Here, however, we are dealing with a compulsion of students to declare a belief. They are not merely made acquainted with the flag salute so that they may be informed as to what it is or even what it means. The issue here is whether this slow and easily neglected route to aroused loyalties constitutionally may be short-cut by substituting a compulsory salute and slogan
The 5th Circuit Court of Appeals held that this case was only “superficially” similar, however, because the West Virginia pledge required that the person pledging believe in the pledge they were making, where this pledge had an educational, rather than a patriotic, purpose. The 5th Circuit coined a phrase to cover it—a “pledge of simulated beliefs.”
And that would be an interesting argument if not for the fact that Barnette also says:
It is not clear whether the regulation contemplates that pupils forego any contrary convictions of their own and become unwilling converts to the prescribed ceremony or whether it will be acceptable if they simulate assent by words without belief and by a gesture barren of meaning…
The 5th Circuit distinguishes this language by arguing that the teacher in this case wasn’t trying to force “orthodoxy.” It analogized pledging allegiance to Mexico to reciting the words of a play, writing mock opinions in the tone of a Supreme Court Justice, or refraining from plagiarism—all things that have been upheld by federal courts.
But, of course, there is an important difference here. Pledging allegiance, out loud, in front of a classroom full of people while facing a flag, is a powerful symbolic act, comparable to kneeling on a prayer rug or accepting a sacrament. People who pledge allegiance to this country for the first time at naturalization ceremonies often have a powerful emotional reaction, as do those viewing them.
There is, of course, no problem with having students study the Mexican pledge. Writing it down, translating it, even reading it out loud are all things that almost any student would be comfortable with. But when you force a student to engage in the full symbolic act to get a passing grade, and punish her for failing to comply, you’re pushing the boundaries of compelled speech.

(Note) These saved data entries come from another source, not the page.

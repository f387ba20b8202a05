//! Evaluator verdicts

use std::fmt;

use rust_decimal::Decimal;
use serde::{Deserialize, Serialize};

use super::listing::CurrentListing;

/// The evaluator's recommendation for a listing
#[derive(Debug, Clone, Copy, PartialEq, Eq, Hash, Serialize, Deserialize)]
#[serde(rename_all = "UPPERCASE")]
pub enum Verdict {
    Bid,
    Buyout,
    Skip,
}

impl fmt::Display for Verdict {
    fn fmt(&self, f: &mut fmt::Formatter<'_>) -> fmt::Result {
        let label = match self {
            Self::Bid => "BID",
            Self::Buyout => "BUYOUT",
            Self::Skip => "SKIP",
        };
        f.write_str(label)
    }
}

/// Why a listing was skipped
#[derive(Debug, Clone, Copy, PartialEq, Eq, Hash, Serialize, Deserialize)]
pub enum SkipReason {
    #[serde(rename = "no history")]
    NoHistory,
    #[serde(rename = "not below median")]
    NotBelowMedian,
}

impl SkipReason {
    pub fn code(self) -> &'static str {
        match self {
            Self::NoHistory => "no history",
            Self::NotBelowMedian => "not below median",
        }
    }
}

impl fmt::Display for SkipReason {
    fn fmt(&self, f: &mut fmt::Formatter<'_>) -> fmt::Result {
        f.write_str(self.code())
    }
}

/// How a price equal to the median is treated
#[derive(Debug, Clone, Copy, Default, PartialEq, Eq, Serialize, Deserialize)]
#[serde(rename_all = "lowercase")]
pub enum EvaluationStrictness {
    /// Price must be strictly below the median
    #[default]
    Strict,
    /// Price at or below the median qualifies
    Inclusive,
}

impl EvaluationStrictness {
    pub fn qualifies(self, price: Decimal, median: Decimal) -> bool {
        match self {
            Self::Strict => price < median,
            Self::Inclusive => price <= median,
        }
    }
}

#[derive(Debug, Clone, PartialEq, Eq)]
pub struct Recommendation {
    pub listing: CurrentListing,
    pub verdict: Verdict,
    /// Absent only when the item has no history
    pub reference_median: Option<Decimal>,
    pub reason: Option<SkipReason>,
}

/// CSV row for the recommendations export
#[derive(Debug, Serialize)]
pub struct RecommendationRow<'a> {
    pub item_name: &'a str,
    pub bid_price: Option<Decimal>,
    pub buyout_price: Option<Decimal>,
    pub time_left_minutes: u64,
    pub raw_time_left: &'a str,
    pub historical_median: Option<Decimal>,
    pub verdict: Verdict,
    pub reason: Option<SkipReason>,
}

impl<'a> From<&'a Recommendation> for RecommendationRow<'a> {
    fn from(rec: &'a Recommendation) -> Self {
        Self {
            item_name: &rec.listing.item_name,
            bid_price: rec.listing.bid_price,
            buyout_price: rec.listing.buyout_price,
            time_left_minutes: rec.listing.time_left_minutes(),
            raw_time_left: rec.listing.raw_time_left.trim(),
            historical_median: rec.reference_median,
            verdict: rec.verdict,
            reason: rec.reason,
        }
    }
}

Even worse is the court’s half-assed response to the argument that kids shouldn’t be punished for speaking to the media. Brinson’s story received mass public attention precisely because many people felt the school was being unreasonable. Those “hundreds” of internet comments and mean things that were being said about the teacher requiring the pledge? Those are literally the point of free speech, to bring matters of public concern to public attention.
But under the court’s rationale, students are free to talk to the outside world only about those things that others will agree with the school about. The court naturally compounds the problem by failing to say whether it actually violates the Constitution to punish students for public commentary, noting only that there are “concerns.” This ensures that the next student published for going to the press also won’t have a clearly established right.
Tinker was the high-water mark of student speech. But in a country that fails to trust even young adults to speak their mind “responsibly,” schoolchildren are once again victim to those who know better.